Figure 5.

CEH-30 and UNC-37 interact through the eh1/FIL motif. (A) Alignment of the eh1/FIL motifs in various proteins from C. elegans, Drosophila (D. Mel), mouse (M. Mus), and human (H. sap). Highly conserved amino acid residues are highlighted. (B) Yeast two-hybrid assays. (Panel 1) Yeast transformants expressing CEH-30 and UNC-37 GAL4 fusions as indicated were spotted on synthetic complete medium lacking trytophan and leucine (SC-Leu-Trp). (Panel 2) Growth on the SC-Leu-Trp-His plate with 10 mM 3AT. Growth indicates an interaction between the two tested fusion proteins. (Panel 3) Growth on the SC-Leu-Trp-Ura plate containing 0.2% 5FOA. Poor or no growth on the SC-Leu-Trp-Ura plate with 0.2% 5FOA indicates interaction between two tested fusion proteins. (Panel 4) β-Galactosidase staining was performed on a nitrocellulose membrane as described in Materials and Methods.
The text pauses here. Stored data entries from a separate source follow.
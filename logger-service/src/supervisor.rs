//! Process supervisor.
//!
//! Startup is strictly ordered and fail-fast:
//!
//! ```text
//! validate config → connect store (≤ 15s) → build facade
//!     → bind RPC → bind HTTP → spawn RPC loop → serve HTTP (foreground)
//! ```
//!
//! Shutdown cancels the RPC loop and its sessions, stops HTTP gracefully and
//! then releases the store connection.

use std::future::{Future, IntoFuture};
use std::io;
use std::net::SocketAddr;
use std::sync::Arc;
use std::time::Duration;

use thiserror::Error;
use tokio::net::TcpListener;
use tokio::task::JoinError;
use tokio_util::sync::CancellationToken;
use tracing::{error, info, warn};

use crate::config::{ConfigError, ServiceConfig, StorageBackend};
use crate::rest::{AppState, create_router};
use crate::rpc::{RpcError, RpcListener, RpcService};
use crate::store::{self, ConnectionError, ConnectionHandle, LogStore, MemoryLogStore, Models};

/// Overall budget for establishing the store connection at startup.
pub const STARTUP_DEADLINE: Duration = Duration::from_secs(15);
/// Budget for releasing the store connection at shutdown.
pub const RELEASE_DEADLINE: Duration = Duration::from_secs(15);

/// Errors that stop the service.
#[derive(Debug, Error)]
pub enum ServiceError {
    #[error("invalid configuration: {0}")]
    Config(#[from] ConfigError),

    #[error("cannot connect to document store: {0}")]
    Connection(#[from] ConnectionError),

    #[error("failed to bind {transport} listener on {addr}: {source}")]
    Bind {
        transport: &'static str,
        addr: SocketAddr,
        #[source]
        source: io::Error,
    },

    #[error(transparent)]
    Rpc(#[from] RpcError),

    #[error("RPC server task failed: {0}")]
    RpcTask(#[from] JoinError),

    #[error("HTTP server failed: {0}")]
    Http(#[source] io::Error),

    #[error("failed to release document store connection: {0}")]
    Release(#[source] ConnectionError),
}

/// A started service: store connected, both listeners bound, nothing served yet.
pub struct Service {
    store: Arc<dyn LogStore>,
    connection: Option<Arc<ConnectionHandle>>,
    rpc: RpcListener,
    http: TcpListener,
    http_addr: SocketAddr,
}

impl Service {
    /// Connect the store and bind both transports.
    ///
    /// Any failure is returned before a single request is served. Once
    /// the store is connected, a later bind failure releases it again.
    pub async fn start(config: ServiceConfig) -> Result<Self, ServiceError> {
        config.validate()?;

        let (store, connection) = open_storage(&config.storage).await?;

        let rpc_addr = config.rpc_addr();
        let rpc = match RpcListener::bind(rpc_addr).await {
            Ok(listener) => listener,
            Err(source) => {
                release_quietly(connection.as_deref()).await;
                return Err(ServiceError::Bind {
                    transport: "RPC",
                    addr: rpc_addr,
                    source,
                });
            }
        };

        let http_addr = config.http_addr();
        let http = match TcpListener::bind(http_addr).await {
            Ok(listener) => listener,
            Err(source) => {
                release_quietly(connection.as_deref()).await;
                return Err(ServiceError::Bind {
                    transport: "HTTP",
                    addr: http_addr,
                    source,
                });
            }
        };
        let http_addr = http.local_addr().map_err(ServiceError::Http)?;
        info!(addr = %http_addr, "HTTP listener bound");

        Ok(Self {
            store,
            connection,
            rpc,
            http,
            http_addr,
        })
    }

    pub fn http_addr(&self) -> SocketAddr {
        self.http_addr
    }

    pub fn rpc_addr(&self) -> SocketAddr {
        self.rpc.local_addr()
    }

    /// Serve both transports until `shutdown` resolves or either transport stops.
    pub async fn run<F>(self, shutdown: F) -> Result<(), ServiceError>
    where
        F: Future<Output = ()> + Send + 'static,
    {
        let Service {
            store,
            connection,
            rpc,
            http,
            http_addr,
        } = self;

        let cancel = CancellationToken::new();

        let rpc_service = Arc::new(RpcService::new(Arc::clone(&store)));
        let mut rpc_task = tokio::spawn(rpc.serve(rpc_service, cancel.child_token()));

        let router = create_router(Arc::new(AppState { store }));
        let http_cancel = cancel.clone();
        let http_server = axum::serve(http, router)
            .with_graceful_shutdown(async move { http_cancel.cancelled().await })
            .into_future();
        tokio::pin!(http_server);

        let signal_cancel = cancel.clone();
        let signal_task = tokio::spawn(async move {
            tokio::select! {
                _ = shutdown => {
                    info!("Shutdown requested");
                    signal_cancel.cancel();
                }
                _ = signal_cancel.cancelled() => {}
            }
        });

        info!(addr = %http_addr, "Starting HTTP server");

        let first = tokio::select! {
            res = &mut http_server => Stopped::Http(res),
            res = &mut rpc_task => Stopped::Rpc(res),
        };
        cancel.cancel();

        let outcome = match first {
            Stopped::Http(http_res) => {
                let rpc_res = flatten_rpc(rpc_task.await);
                http_res.map_err(ServiceError::Http).and(rpc_res)
            }
            Stopped::Rpc(rpc_res) => {
                let rpc_res = flatten_rpc(rpc_res);
                if let Err(e) = &rpc_res {
                    error!(error = %e, "RPC server stopped unexpectedly, shutting down");
                }
                let http_res = http_server.await.map_err(ServiceError::Http);
                rpc_res.and(http_res)
            }
        };
        signal_task.abort();
        info!("Transports stopped");

        let released = match connection {
            Some(handle) => handle
                .release(RELEASE_DEADLINE)
                .await
                .map(|_| ())
                .map_err(|e| {
                    error!(error = %e, "Failed to release document store connection");
                    ServiceError::Release(e)
                }),
            None => Ok(()),
        };

        outcome.and(released)
    }
}

enum Stopped {
    Http(io::Result<()>),
    Rpc(Result<Result<(), RpcError>, JoinError>),
}

fn flatten_rpc(res: Result<Result<(), RpcError>, JoinError>) -> Result<(), ServiceError> {
    res?.map_err(ServiceError::from)
}

async fn open_storage(
    backend: &StorageBackend,
) -> Result<(Arc<dyn LogStore>, Option<Arc<ConnectionHandle>>), ServiceError> {
    match backend {
        StorageBackend::Mongo(config) => {
            let handle = match tokio::time::timeout(STARTUP_DEADLINE, store::connect(config)).await
            {
                Ok(connected) => Arc::new(connected?),
                Err(_) => {
                    return Err(ConnectionError::Timeout {
                        operation: "connect",
                        after: STARTUP_DEADLINE,
                    }
                    .into());
                }
            };
            let models: Arc<dyn LogStore> = Arc::new(Models::new(Arc::clone(&handle)));
            Ok((models, Some(handle)))
        }
        StorageBackend::Memory => {
            warn!("Using in-memory storage; entries are lost on exit");
            Ok((Arc::new(MemoryLogStore::new()), None))
        }
    }
}

async fn release_quietly(connection: Option<&ConnectionHandle>) {
    if let Some(handle) = connection {
        if let Err(e) = handle.release(RELEASE_DEADLINE).await {
            warn!(error = %e, "Failed to release document store connection after startup failure");
        }
    }
}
Dark staining indicates interaction between the two tested fusion proteins. β-Galactosidase activity was also measured by the Chlorophenol red-β-D-galactopyranoside (CPRG) cleavage assay and is indicated below the staining assay. The numbers shown are folds of increase in activity over the yeast strain that expressed GAL4-AD and GAL4-DB. Fulllength CEH-30 (wild type or F42E mutant) and UNC-37 proteins were fused to either the GAL4-AD or the GAL4-DB. GAL4-DB/GAL4-AD and GAL4-DB∷E2F1/GAL4-AD∷RB were used as negative and positive controls for protein interaction, respectively.